Gift of life from overseas: First cross-border kidney transplant in Portugal

Larisa da Graça Gomes (24) was a dialysis patient at the Diaverum clinic of Prelada. Having been registered in the list of donor transplants and waiting nearly a year without a compatible organ becoming available, the possibility of her mother donating a kidney was raised. Medical examinations were performed, which showed Sónia’s kidney would probably be accepted well by Larisa’s body. From a medical point of view there were no obstacles to performing the transplant, but Larisa´s mother lives in Cabo Verde. That made it kind of unique case. Therefore, from a legal point of view, jurisprudence was required.

On 24 February 2015 the story found a happy ending when the transplant was finally performed. Larisa and her mother Sonia, together with the clinic Head Nurse João Fidalgo and the Social Worker Joana , let us how it went:

Larisa da Graça Gomes (24)

How many years have you been in Portugal?
Larisa:
For six years. I came here to study. I came to study management informatics. For three years I have been undergoing dialysis here in the Prelada unit.

Do you intend to continue studying after your recovery?
Larisa:
Yes, I plan on continuing my studies. The chance that my mom might stay here gives me renewed strength.

What did you feel when you knew you were suffering from chronic renal insufficiency?
Larisa:
Nothing. I wasn’t able to feel anything.

How was your disease detected?
Larisa:
I was sick, but only with a cold. Since I had never done any tests, the family doctor thought it was good to send me for some, and in these tests they saw that my blood pressure was too high for my age. From there, I did a number of other tests and was sent to St. António Hospital. It took some time before I was able to start dialysis, around a year. During this time I went for more consultations and underwent some more tests.

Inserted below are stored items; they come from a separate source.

//! Product detail page - server-side rendering of a single product view.
//!
//! Renders a [`ProductViewer`] snapshot into HTML:
//! - Loading placeholder until the product is delivered
//! - Hero (image with placeholder fallback, title)
//! - Price pair with struck-through original on sale
//! - Plain-text description, stock badge
//! - Variant selector and add-to-cart form carrying the selection

mod sections;

use pdp_core::view::ProductViewer;

pub use sections::*;

/// Render the inner markup of the product view.
pub fn render_product_body(viewer: &ProductViewer) -> String {
    let display = &viewer.config().display;
    let view = viewer.view();

    if !view.is_ready() {
        return render_loading(&display.loading_message);
    }

    let cart = viewer
        .cart_request()
        .map(|request| render_add_to_cart(&request, display.shipping_note.as_deref()))
        .unwrap_or_default();

    [
        render_hero(&view),
        render_pricing(&view.price),
        render_description(&view.description),
        render_stock(view.stock, &display.stock_suffix),
        render_variants(&view.options, &display.options_label, &display.option_stock_suffix),
        cart,
    ]
    .into_iter()
    .filter(|section| !section.is_empty())
    .collect::<Vec<_>>()
    .join("\n")
}

/// Render a complete HTML document for the product view.
pub fn render_product_page(viewer: &ProductViewer) -> String {
    let view = viewer.view();
    let title = if view.name.is_empty() {
        "Product".to_string()
    } else {
        sections::escape_html(&view.name)
    };

    format!(
        r#"<!DOCTYPE html>
<html>
<head>
    <meta charset="utf-8">
    <meta name="viewport" content="width=device-width, initial-scale=1">
    <title>{title}</title>
    <style>{styles}</style>
</head>
<body>
    <main class="pdp-container" data-view="{view_id}">
{body}
    </main>
</body>
</html>"#,
        title = title,
        styles = PDP_STYLES,
        view_id = sections::escape_html(viewer.view_id().as_str()),
        body = render_product_body(viewer),
    )
}

/// CSS styles for the product view.
pub const PDP_STYLES: &str = r#"
* { box-sizing: border-box; }
body { font-family: -apple-system, BlinkMacSystemFont, 'Segoe UI', Roboto, sans-serif; margin: 0; background: #fff; }
.pdp-container { max-width: 1200px; margin: 0 auto; padding: 3rem 1rem; display: grid; grid-template-columns: 1fr 1fr; gap: 3rem; }
.product-hero { grid-row: span 6; }
.product-image-main { width: 100%; border-radius: 1rem; }
.product-name { font-size: 2.25rem; font-weight: bold; color: #111; }
.price-sale { display: flex; align-items: center; gap: 1rem; }
.price-current { font-size: 1.875rem; font-weight: bold; color: #111; }
.price-current--sale { color: #dc2626; }
.price-original { font-size: 1.25rem; color: #9ca3af; }
.product-description p { color: #4b5563; line-height: 1.6; }
.stock-badge { display: inline-flex; padding: 0.25rem 0.75rem; border-radius: 9999px; background: #dcfce7; color: #166534; font-size: 0.875rem; }
.variant-label { display: block; font-weight: 600; margin-bottom: 0.5rem; }
.variant-select { width: 100%; max-width: 24rem; height: 3rem; padding: 0 1rem; border-radius: 0.75rem; border: 1px solid #e5e7eb; }
.btn-add-to-cart { background: #111; color: #fff; border: none; padding: 1rem 2rem; border-radius: 0.75rem; cursor: pointer; }
.btn-add-to-cart--full { width: 100%; max-width: 24rem; }
.shipping-note { margin-top: 1.5rem; font-size: 0.875rem; color: #9ca3af; }
.product-loading { grid-column: span 2; display: flex; flex-direction: column; align-items: center; justify-content: center; min-height: 100vh; }
.loading-spinner { width: 3rem; height: 3rem; border: 4px solid #e5e7eb; border-top-color: #111; border-radius: 50%; }
"#;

What did the environment here at the clinic feel like?
Larisa:
The environment here at the clinic was very good, very welcoming. For me it was nothing less than a second family! I said little, but the doctors and nurses observed me a lot. I felt that everyone was working towards my recovery.

Joana ( Social worker): I remember very well when Larisa started at the clinic. Once she ran away. The doctor told her not to travel but she went to Cabo Verde anyway. When she arrived at Cabo Verde, she didn’t tell her family what was going on. When she returned to Portugal, she was immediately started on dialysis. It was always difficult for Larissa to accept the treatment. Over a period of three years, her acceptance of the treatment never happened; she never dealt with the problem up-front. Larisa was in denial until the transplant. There were some obstacles to the treatment that she herself created.

Larisa, did you continue to study while undergoing treatment?

Larisa: The beginning of the treatment coincided with the time when I had just graduated, and it was then that I started working.

Joana – (Social Worker) – She had just graduated and started working. She started working at a shopping , but then began to get very tired and couldn’t take it. At this time, she lived with her aunt, who was looking after her. So she left the job and then later started a modelling course, which she ended up leaving because she was not motivated to continue.

João, what does someone in your role feel, when you see a person so young undergoing dialysis?

Head Nurse João: Ever since I started as a nurse, she was the youngest person I had ever seen start dialysis here at the clinic. We were all anxious. The feeling is that a “baby” has arrived that we have to take care of. Larisa doesn’t talk a lot. We felt we had to help her, in every possible way.

Did you all play a key role in Larisa’s transplant process?

Joana – (Social Worker): I’m very familiar with the details of all the cases that we have here, but this one had some peculiarities as it was a case involving, an immigrant with social and economic needs. Mrs Sónia was in Cabo Verde and a number of exchanges were necessary, and during a long period of time there were a number of very complicated bureaucratic procedures. It was a process where we were always in touch with her and with the embassy, but even so it took a long period of time.

Larisa’s trips to Lisbon for tests were also ensured and achieved with everyone’s help. It was a process that we monitored together with the social worker at the Cabo Verde embassy, Dr Maria da Luz, who was always available and was always helpful.

Mrs Sónia ( Larisa mother), do you feel that if it were another family member or a complete stranger your willingness to donate would be the same?

Sónia: Yes, I think so. I always feel the need to do the right thing. Sometimes I think about the complications that may arise, but fortunately I am well and that is what is important.

Larisa, do you feel that what your mother did was an act of love?

Larisa: I have no doubt about it. It was an act of love that I will remember forever and which changed my life.

Thank you all for the nice interview!